(Records provided Opens)

use std::collections::HashSet;
use std::ops::Bound;

use thiserror::Error;

use crate::value::FieldValue;

/// Errors the segmented-index read port can raise. Callers translate these
/// into the query core's own error taxonomy (`IndexUnavailable` for
/// snapshot-level failures, `IOFailure` for per-document ones).
#[derive(Debug, Error)]
pub enum ReaderError {
    #[error("field not found: {0}")]
    FieldNotFound(String),
    #[error("field {field} is not of the expected kind for this operation")]
    WrongFieldKind { field: String },
    #[error("I/O error reading segment: {0}")]
    Io(String),
    #[error("index snapshot unavailable: {0}")]
    SnapshotUnavailable(String),
}

/// A stream of matching local doc ids within one segment, in increasing
/// order. Boxed rather than a concrete iterator type because each backing
/// primitive (postings list, range scan, geo scan) produces it differently.
pub type DocIdStream<'a> = Box<dyn Iterator<Item = u32> + Send + 'a>;

/// Per-segment sorted-set doc-value column: each document maps to zero or
/// more ordinals, each ordinal resolving to a string value. This is the
/// column foreign keys are stored in for ordinal iteration without loading
/// stored fields (§3 Foreign key, §4.3.2 Child binding).
pub trait SortedSetDocValues: Send + Sync {
    /// Ordinals present for `doc_id`, in the column's native order.
    fn ordinals(&self, doc_id: u32) -> Vec<u32>;
    /// Resolves an ordinal produced by `ordinals` to its string value.
    fn value_for_ordinal(&self, ord: u32) -> Option<&str>;
}

/// Per-segment single-valued numeric doc-value column (used for sort keys,
/// range filters resolved via doc values, and context features).
pub trait NumericDocValues: Send + Sync {
    fn get(&self, doc_id: u32) -> Option<f64>;
}

/// Per-segment single-valued binary doc-value column.
pub trait BinaryDocValues: Send + Sync {
    fn get(&self, doc_id: u32) -> Option<&[u8]>;
}

/// Stored-field access for hydration (§4.4): row-oriented, fetched by local
/// doc id, restricted to the requested field set to avoid over-reading.
pub trait StoredFieldsReader: Send + Sync {
    fn document(
        &self,
        leaf_doc_id: u32,
        fields: &HashSet<String>,
    ) -> Result<std::collections::HashMap<String, FieldValue>, ReaderError>;
}

/// One immutable segment within a shard's reader (§3 Index snapshot, §6.3).
/// Every method here is a read against data the external ingestion pipeline
/// already committed; none of them mutate anything.
pub trait SegmentReader: Send + Sync {
    fn num_docs(&self) -> u32;

    /// Matching doc ids for an exact term on `field`.
    fn postings(&self, field: &str, term: &FieldValue) -> Result<DocIdStream<'_>, ReaderError>;

    /// All distinct terms present for `field`, for planner-time existence
    /// checks and for facet enumeration.
    fn terms_enum(&self, field: &str) -> Result<Box<dyn Iterator<Item = String> + '_>, ReaderError>;

    /// Doc ids whose value for `field` falls in `[lo, hi]` (inclusive
    /// bounds are the caller's responsibility to express via `Bound`).
    fn range_stream(
        &self,
        field: &str,
        lo: Bound<FieldValue>,
        hi: Bound<FieldValue>,
    ) -> Result<DocIdStream<'_>, ReaderError>;

    /// Doc ids within `radius_meters` of `center` for a geo-point field.
    fn geo_stream(
        &self,
        field: &str,
        center: (f64, f64),
        radius_meters: f64,
    ) -> Result<DocIdStream<'_>, ReaderError>;

    /// Approximate nearest-neighbor search over a dense-vector field,
    /// optionally restricted to doc ids present in `prefilter`.
    fn vector_top_k(
        &self,
        field: &str,
        target: &[f32],
        k: usize,
        prefilter: Option<&[u32]>,
    ) -> Result<Vec<(u32, f32)>, ReaderError>;

    fn sorted_set_doc_values(&self, field: &str) -> Result<Box<dyn SortedSetDocValues + '_>, ReaderError>;
    fn numeric_doc_values(&self, field: &str) -> Result<Box<dyn NumericDocValues + '_>, ReaderError>;
    fn binary_doc_values(&self, field: &str) -> Result<Box<dyn BinaryDocValues + '_>, ReaderError>;

    fn stored_fields(&self) -> &dyn StoredFieldsReader;

    /// The primary-key value for a local doc id, used to enforce and check
    /// the per-shard primary-key uniqueness invariant (§3).
    fn primary_key(&self, leaf_doc_id: u32) -> Option<&str>;

    /// The similarity contribution of a single term match for `doc_id`.
    /// BM25 (or whatever function the underlying engine uses) is a
    /// black-box per spec.md's Non-goals; this hook is the narrow seam
    /// through which that black box's output reaches the collector. The
    /// default stands in with a constant contribution, which is enough to
    /// exercise ranking/tie-break logic without modeling term statistics.
    fn term_score(&self, _field: &str, _term: &FieldValue, _doc_id: u32) -> f32 {
        1.0
    }
}

/// A shard's read view: an ordered list of segments with stable ordinals
/// and the base global-doc-id offset for each (§3 Index snapshot, §6.3).
pub trait IndexReader: Send + Sync {
    fn leaves(&self) -> &[std::sync::Arc<dyn SegmentReader>];
    fn base_of(&self, leaf_ord: u32) -> u64;
}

(Records provided Closes)

→ What is needed
Each entry must be reproduced exactly, with nothing added or dropped.

→ Response area
use std::collections::HashSet;
use std::ops::Bound;

use thiserror::Error;

use crate::value::FieldValue;

/// Errors the segmented-index read port can raise. Callers translate these
/// into the query core's own error taxonomy (`IndexUnavailable` for
/// snapshot-level failures, `IOFailure` for per-document ones).
#[derive(Debug, Error)]
pub enum ReaderError {
    #[error("field not found: {0}")]
    FieldNotFound(String),
    #[error("field {field} is not of the expected kind for this operation")]
    WrongFieldKind { field: String },
    #[error("I/O error reading segment: {0}")]
    Io(String),
    #[error("index snapshot unavailable: {0}")]
    SnapshotUnavailable(String),
}

/// A stream of matching local doc ids within one segment, in increasing
/// order. Boxed rather than a concrete iterator type because each backing
/// primitive (postings list, range scan, geo scan) produces it differently.
pub type DocIdStream<'a> = Box<dyn Iterator<Item = u32> + Send + 'a>;

/// Per-segment sorted-set doc-value column: each document maps to zero or
/// more ordinals, each ordinal resolving to a string value. This is the
/// column foreign keys are stored in for ordinal iteration without loading
/// stored fields (§3 Foreign key, §4.3.2 Child binding).
pub trait SortedSetDocValues: Send + Sync {
    /// Ordinals present for `doc_id`, in the column's native order.
    fn ordinals(&self, doc_id: u32) -> Vec<u32>;
    /// Resolves an ordinal produced by `ordinals` to its string value.
    fn value_for_ordinal(&self, ord: u32) -> Option<&str>;
}

/// Per-segment single-valued numeric doc-value column (used for sort keys,
/// range filters resolved via doc values, and context features).
pub trait NumericDocValues: Send + Sync {
    fn get(&self, doc_id: u32) -> Option<f64>;
}

/// Per-segment single-valued binary doc-value column.
pub trait BinaryDocValues: Send + Sync {
    fn get(&self, doc_id: u32) -> Option<&[u8]>;
}

/// Stored-field access for hydration (§4.4): row-oriented, fetched by local
/// doc id, restricted to the requested field set to avoid over-reading.
pub trait StoredFieldsReader: Send + Sync {
    fn document(
        &self,
        leaf_doc_id: u32,
        fields: &HashSet<String>,
    ) -> Result<std::collections::HashMap<String, FieldValue>, ReaderError>;
}

/// One immutable segment within a shard's reader (§3 Index snapshot, §6.3).
/// Every method here is a read against data the external ingestion pipeline
/// already committed; none of them mutate anything.
pub trait SegmentReader: Send + Sync {
    fn num_docs(&self) -> u32;

    /// Matching doc ids for an exact term on `field`.
    fn postings(&self, field: &str, term: &FieldValue) -> Result<DocIdStream<'_>, ReaderError>;

    /// All distinct terms present for `field`, for planner-time existence
    /// checks and for facet enumeration.
    fn terms_enum(&self, field: &str) -> Result<Box<dyn Iterator<Item = String> + '_>, ReaderError>;

    /// Doc ids whose value for `field` falls in `[lo, hi]` (inclusive
    /// bounds are the caller's responsibility to express via `Bound`).
    fn range_stream(
        &self,
        field: &str,
        lo: Bound<FieldValue>,
        hi: Bound<FieldValue>,
    ) -> Result<DocIdStream<'_>, ReaderError>;

    /// Doc ids within `radius_meters` of `center` for a geo-point field.
    fn geo_stream(
        &self,
        field: &str,
        center: (f64, f64),
        radius_meters: f64,
    ) -> Result<DocIdStream<'_>, ReaderError>;

    /// Approximate nearest-neighbor search over a dense-vector field,
    /// optionally restricted to doc ids present in `prefilter`.
    fn vector_top_k(
        &self,
        field: &str,
        target: &[f32],
        k: usize,
        prefilter: Option<&[u32]>,
    ) -> Result<Vec<(u32, f32)>, ReaderError>;

    fn sorted_set_doc_values(&self, field: &str) -> Result<Box<dyn SortedSetDocValues + '_>, ReaderError>;
    fn numeric_doc_values(&self, field: &str) -> Result<Box<dyn NumericDocValues + '_>, ReaderError>;
    fn binary_doc_values(&self, field: &str) -> Result<Box<dyn BinaryDocValues + '_>, ReaderError>;

    fn stored_fields(&self) -> &dyn StoredFieldsReader;

    /// The primary-key value for a local doc id, used to enforce and check
    /// the per-shard primary-key uniqueness invariant (§3).
    fn primary_key(&self, leaf_doc_id: u32) -> Option<&str>;

    /// The similarity contribution of a single term match for `doc_id`.
    /// BM25 (or whatever function the underlying engine uses) is a
    /// black-box per spec.md's Non-goals; this hook is the narrow seam
    /// through which that black box's output reaches the collector. The
    /// default stands in with a constant contribution, which is enough to
    /// exercise ranking/tie-break logic without modeling term statistics.
    fn term_score(&self, _field: &str, _term: &FieldValue, _doc_id: u32) -> f32 {
        1.0
    }
}

/// A shard's read view: an ordered list of segments with stable ordinals
/// and the base global-doc-id offset for each (§3 Index snapshot, §6.3).
pub trait IndexReader: Send + Sync {
    fn leaves(&self) -> &[std::sync::Arc<dyn SegmentReader>];
    fn base_of(&self, leaf_ord: u32) -> u64;
}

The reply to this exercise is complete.